Listed entries:
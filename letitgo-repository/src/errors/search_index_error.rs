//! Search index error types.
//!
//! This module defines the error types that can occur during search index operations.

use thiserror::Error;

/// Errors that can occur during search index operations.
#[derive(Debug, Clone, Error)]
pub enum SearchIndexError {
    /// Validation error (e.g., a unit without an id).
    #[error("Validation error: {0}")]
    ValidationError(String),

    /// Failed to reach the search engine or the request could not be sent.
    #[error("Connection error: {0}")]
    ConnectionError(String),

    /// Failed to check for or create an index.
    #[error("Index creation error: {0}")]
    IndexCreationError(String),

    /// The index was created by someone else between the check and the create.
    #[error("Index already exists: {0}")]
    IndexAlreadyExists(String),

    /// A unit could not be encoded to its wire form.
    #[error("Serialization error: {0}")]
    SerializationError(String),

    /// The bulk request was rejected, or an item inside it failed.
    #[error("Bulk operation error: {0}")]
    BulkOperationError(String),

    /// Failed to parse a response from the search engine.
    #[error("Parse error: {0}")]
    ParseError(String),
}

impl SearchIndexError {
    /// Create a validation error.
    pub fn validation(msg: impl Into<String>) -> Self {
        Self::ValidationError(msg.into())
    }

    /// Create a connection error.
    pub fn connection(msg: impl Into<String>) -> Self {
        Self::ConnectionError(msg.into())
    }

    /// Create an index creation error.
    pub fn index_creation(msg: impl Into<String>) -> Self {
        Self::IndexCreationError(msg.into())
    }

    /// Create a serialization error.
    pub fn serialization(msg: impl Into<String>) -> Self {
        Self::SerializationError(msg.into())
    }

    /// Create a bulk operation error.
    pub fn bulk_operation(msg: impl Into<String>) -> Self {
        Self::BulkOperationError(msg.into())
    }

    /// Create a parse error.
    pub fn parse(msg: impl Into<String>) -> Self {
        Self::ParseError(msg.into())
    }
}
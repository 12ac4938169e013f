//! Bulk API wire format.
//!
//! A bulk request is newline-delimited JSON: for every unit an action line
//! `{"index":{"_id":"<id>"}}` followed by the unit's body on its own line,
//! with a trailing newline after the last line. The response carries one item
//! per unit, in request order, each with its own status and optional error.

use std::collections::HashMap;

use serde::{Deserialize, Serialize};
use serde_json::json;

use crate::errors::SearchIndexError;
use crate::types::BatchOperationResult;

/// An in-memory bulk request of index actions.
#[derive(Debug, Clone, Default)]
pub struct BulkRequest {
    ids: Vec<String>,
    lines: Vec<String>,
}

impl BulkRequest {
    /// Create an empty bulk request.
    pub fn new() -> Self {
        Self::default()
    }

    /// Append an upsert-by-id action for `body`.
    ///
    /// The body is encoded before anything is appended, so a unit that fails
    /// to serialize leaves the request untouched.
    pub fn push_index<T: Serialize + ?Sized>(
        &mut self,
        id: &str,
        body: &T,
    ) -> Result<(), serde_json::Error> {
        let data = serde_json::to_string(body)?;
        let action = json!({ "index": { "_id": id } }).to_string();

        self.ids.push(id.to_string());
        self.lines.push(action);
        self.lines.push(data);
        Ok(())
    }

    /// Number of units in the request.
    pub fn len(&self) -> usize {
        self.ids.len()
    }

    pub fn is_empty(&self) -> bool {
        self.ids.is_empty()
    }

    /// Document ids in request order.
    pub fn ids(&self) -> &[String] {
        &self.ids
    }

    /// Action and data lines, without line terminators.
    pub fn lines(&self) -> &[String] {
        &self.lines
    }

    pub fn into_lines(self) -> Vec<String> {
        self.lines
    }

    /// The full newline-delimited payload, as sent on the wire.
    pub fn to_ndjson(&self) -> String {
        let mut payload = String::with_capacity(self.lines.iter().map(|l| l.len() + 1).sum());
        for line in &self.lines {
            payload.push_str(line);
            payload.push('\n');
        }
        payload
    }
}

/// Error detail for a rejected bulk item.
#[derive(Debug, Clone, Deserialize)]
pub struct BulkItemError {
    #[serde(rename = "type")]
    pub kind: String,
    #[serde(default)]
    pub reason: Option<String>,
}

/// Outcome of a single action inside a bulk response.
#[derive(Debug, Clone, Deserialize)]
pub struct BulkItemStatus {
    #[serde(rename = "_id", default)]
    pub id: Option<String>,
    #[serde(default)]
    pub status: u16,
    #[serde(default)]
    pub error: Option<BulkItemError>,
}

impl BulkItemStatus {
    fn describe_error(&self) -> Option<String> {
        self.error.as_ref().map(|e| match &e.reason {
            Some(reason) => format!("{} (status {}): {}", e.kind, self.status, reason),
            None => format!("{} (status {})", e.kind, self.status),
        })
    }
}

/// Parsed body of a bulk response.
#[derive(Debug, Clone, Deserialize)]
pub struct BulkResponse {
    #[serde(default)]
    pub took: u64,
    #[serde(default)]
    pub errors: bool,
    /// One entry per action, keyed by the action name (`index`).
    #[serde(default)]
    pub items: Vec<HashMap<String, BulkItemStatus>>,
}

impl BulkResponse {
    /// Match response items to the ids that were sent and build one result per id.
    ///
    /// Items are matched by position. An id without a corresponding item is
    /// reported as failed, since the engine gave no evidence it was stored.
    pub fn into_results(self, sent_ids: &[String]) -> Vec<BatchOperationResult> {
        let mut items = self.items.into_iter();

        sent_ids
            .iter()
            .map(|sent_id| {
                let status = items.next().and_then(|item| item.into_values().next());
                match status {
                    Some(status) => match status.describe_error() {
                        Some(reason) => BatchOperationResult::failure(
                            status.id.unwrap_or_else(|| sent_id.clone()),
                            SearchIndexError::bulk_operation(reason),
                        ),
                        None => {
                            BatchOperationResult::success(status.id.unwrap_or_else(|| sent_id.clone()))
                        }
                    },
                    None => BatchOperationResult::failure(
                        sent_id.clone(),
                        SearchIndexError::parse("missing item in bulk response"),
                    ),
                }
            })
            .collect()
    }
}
* * *
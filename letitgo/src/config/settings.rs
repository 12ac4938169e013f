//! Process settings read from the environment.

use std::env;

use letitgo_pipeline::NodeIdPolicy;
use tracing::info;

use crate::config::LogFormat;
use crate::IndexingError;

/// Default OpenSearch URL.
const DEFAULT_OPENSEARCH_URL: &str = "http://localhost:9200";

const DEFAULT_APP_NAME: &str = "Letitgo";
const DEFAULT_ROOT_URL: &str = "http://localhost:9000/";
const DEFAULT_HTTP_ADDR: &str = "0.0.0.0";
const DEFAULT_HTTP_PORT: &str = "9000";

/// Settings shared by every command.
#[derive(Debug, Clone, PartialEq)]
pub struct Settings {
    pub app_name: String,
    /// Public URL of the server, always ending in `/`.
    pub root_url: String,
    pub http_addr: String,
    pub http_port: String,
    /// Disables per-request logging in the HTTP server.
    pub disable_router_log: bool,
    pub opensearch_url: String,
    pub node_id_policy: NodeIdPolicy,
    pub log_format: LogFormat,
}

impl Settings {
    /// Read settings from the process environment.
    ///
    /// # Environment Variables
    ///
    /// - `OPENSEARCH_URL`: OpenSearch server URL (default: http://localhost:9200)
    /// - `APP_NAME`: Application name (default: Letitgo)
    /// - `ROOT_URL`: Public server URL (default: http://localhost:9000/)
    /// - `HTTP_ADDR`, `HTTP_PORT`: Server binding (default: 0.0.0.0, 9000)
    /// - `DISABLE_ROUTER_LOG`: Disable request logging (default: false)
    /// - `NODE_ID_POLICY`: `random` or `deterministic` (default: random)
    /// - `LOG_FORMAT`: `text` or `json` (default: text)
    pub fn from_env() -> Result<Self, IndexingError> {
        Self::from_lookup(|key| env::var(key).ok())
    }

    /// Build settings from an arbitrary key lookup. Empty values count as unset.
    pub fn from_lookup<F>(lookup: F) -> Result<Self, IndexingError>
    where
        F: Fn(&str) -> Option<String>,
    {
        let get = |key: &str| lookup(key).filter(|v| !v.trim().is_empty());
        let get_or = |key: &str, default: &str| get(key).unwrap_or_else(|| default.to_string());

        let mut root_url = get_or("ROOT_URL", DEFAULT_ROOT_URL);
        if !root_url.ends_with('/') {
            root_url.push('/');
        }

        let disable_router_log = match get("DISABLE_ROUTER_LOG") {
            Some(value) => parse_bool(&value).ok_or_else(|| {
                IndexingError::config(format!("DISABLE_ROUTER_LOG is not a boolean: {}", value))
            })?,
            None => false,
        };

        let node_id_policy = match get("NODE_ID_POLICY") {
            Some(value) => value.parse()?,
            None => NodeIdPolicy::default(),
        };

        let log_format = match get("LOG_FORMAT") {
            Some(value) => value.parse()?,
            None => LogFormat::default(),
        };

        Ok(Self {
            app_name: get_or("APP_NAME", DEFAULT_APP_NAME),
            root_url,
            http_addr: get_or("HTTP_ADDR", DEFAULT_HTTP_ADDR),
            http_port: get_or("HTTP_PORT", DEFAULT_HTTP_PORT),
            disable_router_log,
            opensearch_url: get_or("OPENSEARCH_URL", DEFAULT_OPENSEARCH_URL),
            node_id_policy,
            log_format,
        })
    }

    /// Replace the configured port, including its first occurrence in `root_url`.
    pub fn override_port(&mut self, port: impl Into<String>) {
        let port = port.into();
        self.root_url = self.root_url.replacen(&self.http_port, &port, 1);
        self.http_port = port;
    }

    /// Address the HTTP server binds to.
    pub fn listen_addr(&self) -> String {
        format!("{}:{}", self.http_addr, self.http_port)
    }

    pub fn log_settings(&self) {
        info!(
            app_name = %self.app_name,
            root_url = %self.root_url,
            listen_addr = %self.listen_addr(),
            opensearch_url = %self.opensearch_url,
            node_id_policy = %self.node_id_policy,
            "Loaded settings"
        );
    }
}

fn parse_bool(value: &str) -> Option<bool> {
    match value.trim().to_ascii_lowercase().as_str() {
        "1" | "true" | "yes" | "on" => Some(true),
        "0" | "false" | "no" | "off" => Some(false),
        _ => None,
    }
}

Work to complete: The lines to return are those in the material above that hold "newline".

Solution below:
//! A bulk request is newline-delimited JSON: for every unit an action line
//! with a trailing newline after the last line. The response carries one item
    /// The full newline-delimited payload, as sent on the wire.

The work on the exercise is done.